◆ **What the task asks**
Quote only the lines from the top of the listing below down to and including the line with "pub trait RemoteSession: Send".

===== Stored data

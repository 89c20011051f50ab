//! Blocking SFTP sessions.
//!
//! A session is opened per operation and closed when it finishes. The ssh2
//! implementation lives behind the `transfer-ssh2` feature; tests plug in
//! their own [`RemoteSessionFactory`].

use std::path::Path;

use super::server::ServerConfig;
use crate::error::StorageResult;

/// One authenticated SFTP session. All calls block.
pub trait RemoteSession: Send {
    /// Copy a local file to `remote_path`, creating remote parent directories.
    fn upload_file(&mut self, local_path: &Path, remote_path: &str) -> StorageResult<u64>;

    /// Copy `remote_path` into an already-creatable `local_path`.
    fn download_file(&mut self, remote_path: &str, local_path: &Path) -> StorageResult<u64>;

    /// `Ok(false)` only when the server reports no such file.
    fn file_exists(&mut self, remote_path: &str) -> StorageResult<bool>;

    fn close(self: Box<Self>) -> StorageResult<()>;
}

pub trait RemoteSessionFactory: Send + Sync {
    fn open(&self, server: &ServerConfig) -> StorageResult<Box<dyn RemoteSession>>;
}

#[cfg(feature = "transfer-ssh2")]
pub use self::ssh2_impl::{Ssh2Session, Ssh2SessionFactory};

#[cfg(feature = "transfer-ssh2")]
mod ssh2_impl {
    use std::fs::File;
    use std::io::{self, Read, Write};
    use std::net::{TcpStream, ToSocketAddrs};
    use std::path::Path;

    use ssh2::{ErrorCode, Session, Sftp};

    use super::{RemoteSession, RemoteSessionFactory};
    use crate::error::{StorageError, StorageResult};
    use crate::paths::remote_parent;
    use crate::sftp::server::ServerConfig;

    const SFTP_NO_SUCH_FILE: i32 = 2;
    const COPY_BUFFER_SIZE: usize = 64 * 1024;

    fn is_no_such_file(err: &ssh2::Error) -> bool {
        matches!(err.code(), ErrorCode::SFTP(SFTP_NO_SUCH_FILE))
    }

    /// Side of a stream copy that failed.
    #[derive(Debug)]
    pub(super) enum CopyError {
        Read(io::Error),
        Write(io::Error),
    }

    /// Copy until EOF and flush the writer.
    pub(super) fn copy_stream<R: Read, W: Write>(
        reader: &mut R,
        writer: &mut W,
    ) -> Result<u64, CopyError> {
        let mut buf = vec![0u8; COPY_BUFFER_SIZE];
        let mut total = 0u64;
        loop {
            let n = match reader.read(&mut buf) {
                Ok(0) => break,
                Ok(n) => n,
                Err(e) if e.kind() == io::ErrorKind::Interrupted => continue,
                Err(e) => return Err(CopyError::Read(e)),
            };
            writer.write_all(&buf[..n]).map_err(CopyError::Write)?;
            total += n as u64;
        }
        writer.flush().map_err(CopyError::Write)?;
        Ok(total)
    }

    /// Opens sessions with public key authentication.
    #[derive(Debug, Default, Clone, Copy)]
    pub struct Ssh2SessionFactory;

    impl RemoteSessionFactory for Ssh2SessionFactory {
        fn open(&self, server: &ServerConfig) -> StorageResult<Box<dyn RemoteSession>> {
            Ok(Box::new(Ssh2Session::connect(server)?))
        }
    }

    pub struct Ssh2Session {
        server: String,
        session: Session,
        sftp: Sftp,
    }

    impl Ssh2Session {
        pub fn connect(server: &ServerConfig) -> StorageResult<Self> {
            let ssh_error = |message: String| StorageError::Ssh {
                server: server.name.clone(),
                message,
            };

            let port = u16::try_from(server.port)
                .map_err(|_| ssh_error(format!("port {} out of range", server.port)))?;
            let addr = (server.host.as_str(), port)
                .to_socket_addrs()
                .map_err(|e| ssh_error(format!("resolve {}: {}", server.address(), e)))?
                .next()
                .ok_or_else(|| ssh_error(format!("no address for {}", server.address())))?;

            let tcp = TcpStream::connect_timeout(&addr, server.timeout)
                .map_err(|e| ssh_error(format!("connect {}: {}", server.address(), e)))?;

            let mut session =
                Session::new().map_err(|e| ssh_error(format!("session init: {}", e)))?;
            session.set_tcp_stream(tcp);
            session.set_timeout(u32::try_from(server.timeout.as_millis()).unwrap_or(u32::MAX));
            session
                .handshake()
                .map_err(|e| ssh_error(format!("handshake: {}", e)))?;
            session
                .userauth_pubkey_file(&server.user, None, Path::new(&server.private_key_path), None)
                .map_err(|e| ssh_error(format!("auth as {}: {}", server.user, e)))?;
            if !session.authenticated() {
                return Err(ssh_error(format!("auth as {} rejected", server.user)));
            }

            let sftp = session
                .sftp()
                .map_err(|e| ssh_error(format!("sftp subsystem: {}", e)))?;

            tracing::debug!(
                server_name = %server.name,
                address = %server.address(),
                user = %server.user,
                "SFTP session opened"
            );

            Ok(Self {
                server: server.name.clone(),
                session,
                sftp,
            })
        }

        fn sftp_error(&self, operation: &'static str, path: &str, message: impl ToString) -> StorageError {
            StorageError::Sftp {
                server: self.server.clone(),
                operation,
                path: path.to_string(),
                message: message.to_string(),
            }
        }

        /// `mkdir -p` by walking each path prefix.
        fn make_dirs(&self, dir: &str) -> StorageResult<()> {
            let mut current = String::new();
            for segment in dir.split('/').filter(|s| !s.is_empty()) {
                current.push('/');
                current.push_str(segment);
                let path = Path::new(&current);
                match self.sftp.stat(path) {
                    Ok(stat) if stat.is_dir() => continue,
                    Ok(_) => {
                        return Err(self.sftp_error("mkdir", &current, "exists and is not a directory"))
                    }
                    Err(e) if is_no_such_file(&e) => {}
                    Err(e) => return Err(self.sftp_error("stat", &current, e)),
                }
                if let Err(e) = self.sftp.mkdir(path, 0o755) {
                    // Lost a race with another writer.
                    if !self.sftp.stat(path).map(|s| s.is_dir()).unwrap_or(false) {
                        return Err(self.sftp_error("mkdir", &current, e));
                    }
                }
            }
            Ok(())
        }
    }

    impl RemoteSession for Ssh2Session {
        fn upload_file(&mut self, local_path: &Path, remote_path: &str) -> StorageResult<u64> {
            let mut local = File::open(local_path).map_err(|e| {
                StorageError::io(format!("opening {}", local_path.display()), e)
            })?;
            if let Some(parent) = remote_parent(remote_path) {
                self.make_dirs(parent)?;
            }
            let mut remote = self
                .sftp
                .create(Path::new(remote_path))
                .map_err(|e| self.sftp_error("create", remote_path, e))?;
            let bytes = copy_stream(&mut local, &mut remote).map_err(|e| match e {
                CopyError::Read(e) => StorageError::io(format!("reading {}", local_path.display()), e),
                CopyError::Write(e) => self.sftp_error("write", remote_path, e),
            })?;
            remote
                .close()
                .map_err(|e| self.sftp_error("close", remote_path, e))?;
            Ok(bytes)
        }

        fn download_file(&mut self, remote_path: &str, local_path: &Path) -> StorageResult<u64> {
            let mut remote = self
                .sftp
                .open(Path::new(remote_path))
                .map_err(|e| self.sftp_error("open", remote_path, e))?;
            let mut local = File::create(local_path).map_err(|e| {
                StorageError::io(format!("creating {}", local_path.display()), e)
            })?;
            let bytes = copy_stream(&mut remote, &mut local).map_err(|e| match e {
                CopyError::Read(e) => self.sftp_error("read", remote_path, e),
                CopyError::Write(e) => StorageError::io(format!("writing {}", local_path.display()), e),
            })?;
            remote
                .close()
                .map_err(|e| self.sftp_error("close", remote_path, e))?;
            local
                .sync_all()
                .map_err(|e| StorageError::io(format!("syncing {}", local_path.display()), e))?;
            Ok(bytes)
        }

        fn file_exists(&mut self, remote_path: &str) -> StorageResult<bool> {
            match self.sftp.stat(Path::new(remote_path)) {
                Ok(_) => Ok(true),
                Err(e) if is_no_such_file(&e) => Ok(false),
                Err(e) => Err(self.sftp_error("stat", remote_path, e)),
            }
        }

        fn close(self: Box<Self>) -> StorageResult<()> {
            let Ssh2Session { server, session, sftp } = *self;
            drop(sftp);
            session
                .disconnect(None, "transfer complete", None)
                .map_err(|e| StorageError::Ssh {
                    server,
                    message: format!("disconnect: {}", e),
                })
        }
    }

}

==========

◆ **Solution to this exercise**
repository 89c20011051f50ab
//! Blocking SFTP sessions.
//!
//! A session is opened per operation and closed when it finishes. The ssh2
//! implementation lives behind the `transfer-ssh2` feature; tests plug in
//! their own [`RemoteSessionFactory`].

use std::path::Path;

use super::server::ServerConfig;
use crate::error::StorageResult;

/// One authenticated SFTP session. All calls block.
pub trait RemoteSession: Send {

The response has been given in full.